I think the go to question we have when we are going through any kind of trial is "why?" Being someone who does not believe that "everything happens for a reason", this question doesn't really make a lot of sense. And yet, I still find myself coming back to it in regards to infertility.
"Is this because I don't trust God enough?"
"Is this because I am too controlling?"
"Is this because of that one time when I was 12 years old, and someone was sharing in church about the pain of infertility, and I thought she was being overly dramatic and should just adopt?"
But I love this passage. I think it answers beautifully why God allows us to suffer.
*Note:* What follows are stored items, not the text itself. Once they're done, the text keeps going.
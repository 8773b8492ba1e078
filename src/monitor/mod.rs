//! Deposit monitoring: polls the deposit status of one event, classifies
//! each snapshot and counts down to the deposit deadline.
//!
//! Each monitor owns two [`ScopedPoller`]s under one cancellation token:
//! the deposit poll and the countdown ticker. Both stop when a terminal
//! outcome is reached or when the [`MonitorHandle`] is stopped or dropped.

use crate::datasource::DataSource;
use crate::domain::{EventId, Satoshi};
use crate::engine::{Clock, CountdownEvent};
use futures::FutureExt;
use std::ops::ControlFlow;
use std::sync::Arc;
use std::time::Duration;
use tokio::sync::{watch, Mutex, Notify};
use tokio_util::sync::CancellationToken;
use tracing::{debug, info, warn};

pub mod poller;
pub mod registry;
pub mod state;

pub use poller::ScopedPoller;
pub use registry::MonitorRegistry;
pub use state::{FetchApplied, MonitorPhase, MonitorState, MonitorView};

/// Default time between deposit polls.
pub const DEFAULT_POLL_INTERVAL: Duration = Duration::from_secs(10);
/// Default countdown resolution.
pub const DEFAULT_TICK_INTERVAL: Duration = Duration::from_secs(1);

#[derive(Debug, Clone, PartialEq, Eq)]
pub struct MonitorSettings {
    pub poll_interval: Duration,
    pub tick_interval: Duration,
    pub sponsorship_threshold: Satoshi,
}

impl MonitorSettings {
    pub fn new(sponsorship_threshold: Satoshi) -> Self {
        Self {
            poll_interval: DEFAULT_POLL_INTERVAL,
            tick_interval: DEFAULT_TICK_INTERVAL,
            sponsorship_threshold,
        }
    }
}

/// State shared by a monitor's two pollers.
struct Shared {
    event_id: EventId,
    datasource: Arc<dyn DataSource>,
    clock: Arc<dyn Clock>,
    state: Mutex<MonitorState>,
    view_tx: watch::Sender<MonitorView>,
    cancel: CancellationToken,
}

impl Shared {
    async fn poll_once(&self) -> ControlFlow<()> {
        let Some(seq) = self.state.lock().await.begin_fetch() else {
            return ControlFlow::Break(());
        };

        let result = self.datasource.fetch_deposit_status(&self.event_id).await;

        let now = self.clock.now();
        let mut state = self.state.lock().await;
        let applied = state.apply_fetch(seq, result, now);
        if matches!(applied, FetchApplied::Terminal(_)) {
            // A published terminal view implies the monitor is already stopped.
            self.cancel.cancel();
        }
        self.view_tx.send_replace(state.view(now));
        drop(state);

        match applied {
            FetchApplied::Continue => ControlFlow::Continue(()),
            FetchApplied::Terminal(outcome) => {
                info!(
                    event_id = %self.event_id,
                    %outcome,
                    "Deposit monitor reached terminal outcome"
                );
                ControlFlow::Break(())
            }
            FetchApplied::FirstFailure(err) => {
                warn!(event_id = %self.event_id, "Deposit status fetch failed: {}", err);
                ControlFlow::Continue(())
            }
            FetchApplied::RetryLater(err) => {
                debug!(event_id = %self.event_id, seq, "Deposit status fetch failed again: {}", err);
                ControlFlow::Continue(())
            }
            FetchApplied::Stale => {
                debug!(event_id = %self.event_id, seq, "Discarded stale deposit snapshot");
                ControlFlow::Continue(())
            }
            FetchApplied::Ignored => ControlFlow::Break(()),
        }
    }

    async fn tick_countdown(&self, poll_waker: &Notify) -> ControlFlow<()> {
        let now = self.clock.now();
        let mut state = self.state.lock().await;
        if state.phase() == MonitorPhase::Terminal {
            return ControlFlow::Break(());
        }
        let event = state.tick_countdown(now);
        self.view_tx.send_replace(state.view(now));
        drop(state);

        match event {
            Some(CountdownEvent::Expired) => {
                info!(event_id = %self.event_id, "Deposit deadline reached, checking once more");
                poll_waker.notify_one();
                ControlFlow::Break(())
            }
            Some(CountdownEvent::Tick { .. }) | None => ControlFlow::Continue(()),
        }
    }
}

/// Entry point for watching one event's deposit.
pub struct DepositMonitor;

impl DepositMonitor {
    /// Start monitoring. The first fetch is issued immediately.
    pub fn spawn(
        event_id: EventId,
        datasource: Arc<dyn DataSource>,
        clock: Arc<dyn Clock>,
        settings: MonitorSettings,
    ) -> MonitorHandle {
        let state = MonitorState::new(event_id.clone(), settings.sponsorship_threshold);
        let (view_tx, view_rx) = watch::channel(state.view(clock.now()));
        let cancel = CancellationToken::new();

        let shared = Arc::new(Shared {
            event_id: event_id.clone(),
            datasource,
            clock,
            state: Mutex::new(state),
            view_tx,
            cancel: cancel.clone(),
        });

        info!(
            event_id = %event_id,
            poll_interval = ?settings.poll_interval,
            "Starting deposit monitor"
        );

        let poll = {
            let shared = shared.clone();
            ScopedPoller::spawn("deposit-poll", settings.poll_interval, &cancel, move || {
                let shared = shared.clone();
                async move { shared.poll_once().await }.boxed()
            })
        };

        let countdown = {
            let shared = shared.clone();
            let poll_waker = poll.waker();
            ScopedPoller::spawn("countdown", settings.tick_interval, &cancel, move || {
                let shared = shared.clone();
                let poll_waker = poll_waker.clone();
                async move { shared.tick_countdown(&poll_waker).await }.boxed()
            })
        };

        MonitorHandle {
            event_id,
            cancel,
            view: view_rx,
            poll,
            countdown,
        }
    }
}

/// Owning handle of a running monitor. Dropping it tears the monitor down.
pub struct MonitorHandle {
    event_id: EventId,
    cancel: CancellationToken,
    view: watch::Receiver<MonitorView>,
    poll: ScopedPoller,
    countdown: ScopedPoller,
}

impl MonitorHandle {
    pub fn event_id(&self) -> &EventId {
        &self.event_id
    }

    /// Latest published view.
    pub fn view(&self) -> MonitorView {
        self.view.borrow().clone()
    }

    pub fn subscribe(&self) -> watch::Receiver<MonitorView> {
        self.view.clone()
    }

    /// Tear down both pollers. Idempotent.
    pub fn stop(&self) {
        self.cancel.cancel();
    }

    /// True after teardown or a terminal outcome.
    pub fn is_stopped(&self) -> bool {
        self.cancel.is_cancelled()
    }

    /// True once both poller tasks have exited.
    pub fn is_finished(&self) -> bool {
        self.poll.is_finished() && self.countdown.is_finished()
    }
}

impl Drop for MonitorHandle {
    fn drop(&mut self) {
        self.cancel.cancel();
    }
}

impl std::fmt::Debug for MonitorHandle {
    fn fmt(&self, f: &mut std::fmt::Formatter<'_>) -> std::fmt::Result {
        f.debug_struct("MonitorHandle")
            .field("event_id", &self.event_id)
            .field("stopped", &self.is_stopped())
            .finish()
    }
}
"Store up comfort. This was the prophet Isaiah's mission. The world is full of hurting and comfortless hearts. But before you will be competent for this lofty ministry, you must be trained. And your training is extremely costly, for to make it complete, you too must endure the same afflictions that are wringing countless hearts of tears and blood. Consequently, your own life becomes the hospital ward where you are taught the divine art of comfort. You will be wounded so that in the binding up of your wounds by the Great Physician, you may learn how to render first aid to the wounded everywhere. Do you wonder why you are having to experience some great sorrow? Over the next ten years you will find many others afflicted in the same way. You will tell them how you suffered and were comforted. As the story unfolds, God will apply the anesthetic He once used on you to them. Then in the eager look followed by the gleam of hope that chases the shadow of despair from the soul, you will know why you were afflicted. And you will bless God for the discipline that filled your life with such a treasure of experience and helpfulness." (from Streams in the Desert)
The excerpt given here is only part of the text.